BUFFALO TOWNSHIP, Pa.—On a flat, roughly one-acre square cut into a hilltop in the rolling farmlands, four natural-gas wells sit adjacent boxy machines that separate wastewater and hydrocarbons sucked from the ground over two square miles.
Attached to those boxes are gauges small enough to easily escape notice. But they're of outsize importance: They measure methane—a greenhouse gas over 20 times more potent than carbon dioxide—and other emissions. Controlling methane is key to lowering the climate footprint of the natural-gas industry and its efforts to sell itself as the environmentally friendly fossil fuel.
And so Matt Pitzarella, spokesman for natural-gas producer Range Resources, is eager to point out the emissions gauge, and especially eager to point out its results. "Methane levels—zero percent," he says. "You have no issues, nothing coming out."
But overall industry methane emissions across the complex gas-development chain are hardly zero, either in Pennsylvania or nationwide. Their size, however, is a matter of fierce dispute and ongoing research.
At stake in the debate: natural gas's role as friend or foe in the battle against climate change.

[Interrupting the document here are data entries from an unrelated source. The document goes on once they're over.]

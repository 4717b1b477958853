//! Durable key/value storage.
//!
//! Persistence is an injected capability: persisted wires talk to a
//! [`Storage`] façade, which applies the process-wide namespace and forwards
//! to whichever [`StorageBackend`] was supplied. [`MemoryBackend`] is the
//! in-process substitute; [`FileBackend`] keeps one file per key.

mod backend;
mod file;

pub use backend::{MemoryBackend, Storage, StorageBackend};
pub use file::FileBackend;
//! Error types for the reactive store and its storage backends.
//!
//! Failures split into two families: `StoreError` covers the reactive layer
//! (selector cycles, hydration against the registry) and `StorageError` covers
//! the durable key/value backend. Persistence failures on the wire write path
//! are logged and swallowed by design, so `StorageError` only surfaces through
//! the `StorageBackend` trait itself.

use thiserror::Error;

/// Errors raised by selectors and the store registry.
#[derive(Debug, Error)]
#[non_exhaustive]
pub enum StoreError {
    /// A selector's evaluation re-entered itself, directly or through a chain
    /// of other selectors.
    #[error("selector dependency cycle detected during evaluation")]
    CyclicDependency,

    /// `hydrate` targeted a logical key that was never registered. This is a
    /// programming error, not a runtime condition.
    #[error("no store entry registered under key `{key}`")]
    UnknownStoreKey { key: String },

    /// A hydration payload did not deserialize into the registered wire's
    /// value type. The entry keeps its current value.
    #[error("hydration payload for `{key}` does not fit the registered wire type")]
    HydrationPayload {
        key: String,
        #[source]
        source: serde_json::Error,
    },
}

/// Errors raised by a [`StorageBackend`](crate::storage::StorageBackend).
#[derive(Debug, Error)]
#[non_exhaustive]
pub enum StorageError {
    #[error(transparent)]
    Io(#[from] std::io::Error),

    /// The backend refused the operation (quota, closed handle, etc.).
    #[error("storage backend unavailable: {0}")]
    Unavailable(String),
}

It's an important question at a time when scientists are offering urgent warnings about the need to cut greenhouse-gas emissions worldwide, and it's central to the question of whether using gas to displace carbon-heavy coal is an effective weapon against climate change.
A major report this month from the United Nations' Intergovernmental Panel on Climate Change said displacing coal-fired generation with today's modern gas-fired power-plant technology is helpful in the coming decades as a "bridge" to a decarbonized global power sector—but only if "fugitive emissions associated with extraction and supply are low or mitigated."
Thus far, however, there is no consensus about the size of the natural-gas industry's methane footprint.
A number of recent studies say the Environmental Protection Agency has badly low-balled the amount of methane, the main component of natural gas, escaping from development.
"Based on EPA's estimates, natural gas is a winner when compared to coal or petroleum for electricity generation," said Michael Obeiter, a senior associate with World Resources Institute's climate and energy program. "[But] whether or not EPA's estimates for methane emissions hold up remains to be seen."
Range says it has an aggressive program to stem emissions.
A few feet away from the wells and the separators, tanks that hold condensate or water have equipment on top to collect emissions of gas and send it back into Range's lines to be sold. The wells themselves have emissions sensors too that are monitored remotely and inspected physically.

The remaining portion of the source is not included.